Wenn der Ex-Kriegsgegner über das Comeback der Wehrpflicht sinniert, gerät auf dem Balkan auch der Nachbar schnell ins Grübeln. Als Erstes ging zu Jahresbeginn der Generalstab von Serbiens Armee mit dem „Vorschlag“ für die Wiedereinführung des Zwangswaffendienstes in die Offensive.

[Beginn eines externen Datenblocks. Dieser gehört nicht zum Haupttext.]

use std::time::Duration;

use diesel::pg::PgConnection;
use diesel::r2d2::{ConnectionManager, Pool, PooledConnection};
use diesel_migrations::{embed_migrations, EmbeddedMigrations, MigrationHarness};

pub type PgPool = Pool<ConnectionManager<PgConnection>>;
pub type PgPooledConnection = PooledConnection<ConnectionManager<PgConnection>>;

pub const DEFAULT_MAX_POOL_SIZE: u32 = 2;

pub const MIGRATIONS: EmbeddedMigrations = embed_migrations!("migrations");

pub fn init_pool(database_url: &str) -> anyhow::Result<PgPool> {
    init_pool_with_size(database_url, DEFAULT_MAX_POOL_SIZE)
}

pub fn init_pool_with_size(database_url: &str, max_size: u32) -> anyhow::Result<PgPool> {
    let manager = ConnectionManager::<PgConnection>::new(database_url);
    let pool_size = max_size.max(1);
    let pool = Pool::builder()
        .max_size(pool_size)
        .connection_timeout(Duration::from_secs(10))
        .build(manager)?;
    Ok(pool)
}

pub fn run_migrations(conn: &mut PgConnection) -> anyhow::Result<()> {
    conn.run_pending_migrations(MIGRATIONS)
        .map_err(|err| anyhow::anyhow!("failed to run migrations: {err}"))?;
    Ok(())
}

Begründung: Zum Erhalt der Kampffähigkeit müssten deren Reihen angesichts der derzeitigen Sicherheitslage „verjüngt und angefüllt“ werden.
Wenige Tage später beauftragte Kroatiens Premier Andrej Plenkovic angesichts der weltweiten „Sicherheitsgefährdungen“ seinen Verteidigungsminister, ein Konzept für „kürzere“ Wehrdienstkurse auszuarbeiten: In Zagreb wird an einen einmonatigen Pflichtwehrkurs nach der mittleren Reife als Ersatz für die 2008 aufgehobene Wehrpflicht gedacht.
Zu sozialistischen Zeiten wurde Jugoslawiens Volksarmee (JNA) noch zu einem Großteil von Wehrpflichtigen getragen: 100.000 ihrer 180.000 Soldaten waren Rekruten. Nach dem Zerfall des Vielvölkerstaats im blutigen Jahrzehnt der Jugoslawienkriege (1991-1999) speckten die Nachfolgestaaten ihre Streitkräfte stark ab und wandelten sie nach und nach in reine Berufsarmeen um: Als erster schaffte Slowenien 2003 die Wehrpflicht ab. Serbien folgte als letzter 2010.
Ergibt die Wiedereinführung einer verkürzten Wehrpflicht für die ex-jugoslawischen Balkanstaaten Sinn? Finanziell und organisatorisch wäre diese von den meisten der ausgebluteten Armeen der Region derzeit kaum zu stemmen: Auch wegen der schlechten Bezahlung der Berufssoldaten klagen die Berufsverbände grenzüberschreitend über deren anhaltenden Aderlass.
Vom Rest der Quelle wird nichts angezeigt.